== TASK INSTRUCTIONS ==
Return every line of the data exactly as it appears.

== DATA SUPPLIED ==
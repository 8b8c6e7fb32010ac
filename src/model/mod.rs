//! Evaluation tree model: entity metadata, typed attribute payloads, and
//! the instantiated item tree the orchestrator walks.

pub mod data;
pub mod entity;
pub mod item;

pub use data::{CodedConcept, ItemData, ObservationValue, ReferenceRange};
pub use entity::{Cardinality, Entity, EntityDataType, EntityModel};
pub use item::{EvaluationItem, ItemPath, ItemType};
use std::collections::{BTreeSet, HashMap};

use serde::{Deserialize, Serialize};

use crate::error::{EngineError, EngineResult};
use crate::model::entity::EntityModel;
use crate::rubric::{Rubric, SamDefinition};

/// A named, ordered list of permitted values (e.g. specimen types a site
/// accepts).
#[derive(Debug, Clone, Serialize, Deserialize)]
pub struct ValueList {
    pub name: String,
    pub values: Vec<String>,
}

impl ValueList {
    pub fn contains(&self, value: &str) -> bool {
        self.values.iter().any(|v| v == value)
    }
}

/// A terminology: the set of codes a coded concept may legitimately carry.
#[derive(Debug, Clone, Serialize, Deserialize)]
pub struct CodeSystem {
    pub name: String,
    pub codes: BTreeSet<String>,
}

impl CodeSystem {
    pub fn new(name: impl Into<String>, codes: impl IntoIterator<Item = String>) -> Self {
        Self {
            name: name.into(),
            codes: codes.into_iter().collect(),
        }
    }

    pub fn contains(&self, code: &str) -> bool {
        self.codes.contains(code)
    }
}

/// All reference data one request evaluates against: the rubric, the entity
/// model matching the message's schema version, the assessment method
/// definitions, and the auxiliary lookup tables.
///
/// The bundle is assembled by the reference-data collaborator before
/// evaluation starts and passed by reference through every call; the engine
/// never stores or mutates it. Lookup misses are configuration errors,
/// fatal to the whole request.
#[derive(Debug, Clone)]
pub struct ReferenceBundle {
    pub rubric: Rubric,
    pub model: EntityModel,
    sam_definitions: HashMap<String, SamDefinition>,
    value_lists: HashMap<String, ValueList>,
    code_systems: HashMap<String, CodeSystem>,
}

impl ReferenceBundle {
    pub fn new(rubric: Rubric, model: EntityModel) -> Self {
        Self {
            rubric,
            model,
            sam_definitions: HashMap::new(),
            value_lists: HashMap::new(),
            code_systems: HashMap::new(),
        }
    }

    pub fn with_definitions(mut self, definitions: impl IntoIterator<Item = SamDefinition>) -> Self {
        for definition in definitions {
            self.sam_definitions
                .insert(definition.mnemonic.clone(), definition);
        }
        self
    }

    pub fn with_value_list(mut self, list: ValueList) -> Self {
        self.value_lists.insert(list.name.clone(), list);
        self
    }

    pub fn with_code_system(mut self, system: CodeSystem) -> Self {
        self.code_systems.insert(system.name.clone(), system);
        self
    }

    pub fn sam_definition(&self, mnemonic: &str) -> EngineResult<&SamDefinition> {
        self.sam_definitions
            .get(mnemonic)
            .ok_or_else(|| EngineError::MissingMethodDefinition {
                mnemonic: mnemonic.to_string(),
            })
    }

    pub fn value_list(&self, name: &str) -> EngineResult<&ValueList> {
        self.value_lists
            .get(name)
            .ok_or_else(|| EngineError::MissingValueList {
                name: name.to_string(),
            })
    }

    pub fn code_system(&self, name: &str) -> EngineResult<&CodeSystem> {
        self.code_systems
            .get(name)
            .ok_or_else(|| EngineError::MissingCodeSystem {
                name: name.to_string(),
            })
    }
}

#[cfg(test)]
mod tests {
    use super::*;
    use crate::model::entity::{Cardinality, Entity, EntityDataType};

    fn bundle() -> ReferenceBundle {
        let root = Entity::new(
            "msg",
            "Message",
            EntityDataType::Structural,
            Cardinality::ExactlyOne,
        );
        ReferenceBundle::new(Rubric::new("lab", "1.0"), EntityModel::new("2.1", root))
    }

    #[test]
    fn missing_definition_is_a_configuration_error() {
        let err = bundle().sam_definition("no-such-method").unwrap_err();
        assert!(matches!(
            err,
            EngineError::MissingMethodDefinition { mnemonic } if mnemonic == "no-such-method"
        ));
    }

    #[test]
    fn lookups_resolve_registered_reference_data() {
        let bundle = bundle()
            .with_definitions([SamDefinition::new("value-present")])
            .with_value_list(ValueList {
                name: "specimen-types".into(),
                values: vec!["BLD".into(), "UR".into()],
            })
            .with_code_system(CodeSystem::new("UCUM", ["mg/dL".to_string()]));

        assert!(bundle.sam_definition("value-present").is_ok());
        assert!(bundle.value_list("specimen-types").unwrap().contains("UR"));
        assert!(bundle.code_system("UCUM").unwrap().contains("mg/dL"));
        assert!(matches!(
            bundle.value_list("unknown"),
            Err(EngineError::MissingValueList { .. })
        ));
    }
}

== WRITTEN ANSWER ==
repository 8b8c6e7fb32010ac
filename src/model/mod.rs
//! Evaluation tree model: entity metadata, typed attribute payloads, and
//! the instantiated item tree the orchestrator walks.

pub mod data;
pub mod entity;
pub mod item;

pub use data::{CodedConcept, ItemData, ObservationValue, ReferenceRange};
pub use entity::{Cardinality, Entity, EntityDataType, EntityModel};
pub use item::{EvaluationItem, ItemPath, ItemType};
use std::collections::{BTreeSet, HashMap};

use serde::{Deserialize, Serialize};

use crate::error::{EngineError, EngineResult};
use crate::model::entity::EntityModel;
use crate::rubric::{Rubric, SamDefinition};

/// A named, ordered list of permitted values (e.g. specimen types a site
/// accepts).
#[derive(Debug, Clone, Serialize, Deserialize)]
pub struct ValueList {
    pub name: String,
    pub values: Vec<String>,
}

impl ValueList {
    pub fn contains(&self, value: &str) -> bool {
        self.values.iter().any(|v| v == value)
    }
}

/// A terminology: the set of codes a coded concept may legitimately carry.
#[derive(Debug, Clone, Serialize, Deserialize)]
pub struct CodeSystem {
    pub name: String,
    pub codes: BTreeSet<String>,
}

impl CodeSystem {
    pub fn new(name: impl Into<String>, codes: impl IntoIterator<Item = String>) -> Self {
        Self {
            name: name.into(),
            codes: codes.into_iter().collect(),
        }
    }

    pub fn contains(&self, code: &str) -> bool {
        self.codes.contains(code)
    }
}

/// All reference data one request evaluates against: the rubric, the entity
/// model matching the message's schema version, the assessment method
/// definitions, and the auxiliary lookup tables.
///
/// The bundle is assembled by the reference-data collaborator before
/// evaluation starts and passed by reference through every call; the engine
/// never stores or mutates it. Lookup misses are configuration errors,
/// fatal to the whole request.
#[derive(Debug, Clone)]
pub struct ReferenceBundle {
    pub rubric: Rubric,
    pub model: EntityModel,
    sam_definitions: HashMap<String, SamDefinition>,
    value_lists: HashMap<String, ValueList>,
    code_systems: HashMap<String, CodeSystem>,
}

impl ReferenceBundle {
    pub fn new(rubric: Rubric, model: EntityModel) -> Self {
        Self {
            rubric,
            model,
            sam_definitions: HashMap::new(),
            value_lists: HashMap::new(),
            code_systems: HashMap::new(),
        }
    }

    pub fn with_definitions(mut self, definitions: impl IntoIterator<Item = SamDefinition>) -> Self {
        for definition in definitions {
            self.sam_definitions
                .insert(definition.mnemonic.clone(), definition);
        }
        self
    }

    pub fn with_value_list(mut self, list: ValueList) -> Self {
        self.value_lists.insert(list.name.clone(), list);
        self
    }

    pub fn with_code_system(mut self, system: CodeSystem) -> Self {
        self.code_systems.insert(system.name.clone(), system);
        self
    }

    pub fn sam_definition(&self, mnemonic: &str) -> EngineResult<&SamDefinition> {
        self.sam_definitions
            .get(mnemonic)
            .ok_or_else(|| EngineError::MissingMethodDefinition {
                mnemonic: mnemonic.to_string(),
            })
    }

    pub fn value_list(&self, name: &str) -> EngineResult<&ValueList> {
        self.value_lists
            .get(name)
            .ok_or_else(|| EngineError::MissingValueList {
                name: name.to_string(),
            })
    }

    pub fn code_system(&self, name: &str) -> EngineResult<&CodeSystem> {
        self.code_systems
            .get(name)
            .ok_or_else(|| EngineError::MissingCodeSystem {
                name: name.to_string(),
            })
    }
}

#[cfg(test)]
mod tests {
    use super::*;
    use crate::model::entity::{Cardinality, Entity, EntityDataType};

    fn bundle() -> ReferenceBundle {
        let root = Entity::new(
            "msg",
            "Message",
            EntityDataType::Structural,
            Cardinality::ExactlyOne,
        );
        ReferenceBundle::new(Rubric::new("lab", "1.0"), EntityModel::new("2.1", root))
    }

    #[test]
    fn missing_definition_is_a_configuration_error() {
        let err = bundle().sam_definition("no-such-method").unwrap_err();
        assert!(matches!(
            err,
            EngineError::MissingMethodDefinition { mnemonic } if mnemonic == "no-such-method"
        ));
    }

    #[test]
    fn lookups_resolve_registered_reference_data() {
        let bundle = bundle()
            .with_definitions([SamDefinition::new("value-present")])
            .with_value_list(ValueList {
                name: "specimen-types".into(),
                values: vec!["BLD".into(), "UR".into()],
            })
            .with_code_system(CodeSystem::new("UCUM", ["mg/dL".to_string()]));

        assert!(bundle.sam_definition("value-present").is_ok());
        assert!(bundle.value_list("specimen-types").unwrap().contains("UR"));
        assert!(bundle.code_system("UCUM").unwrap().contains("mg/dL"));
        assert!(matches!(
            bundle.value_list("unknown"),
            Err(EngineError::MissingValueList { .. })
        ));
    }
}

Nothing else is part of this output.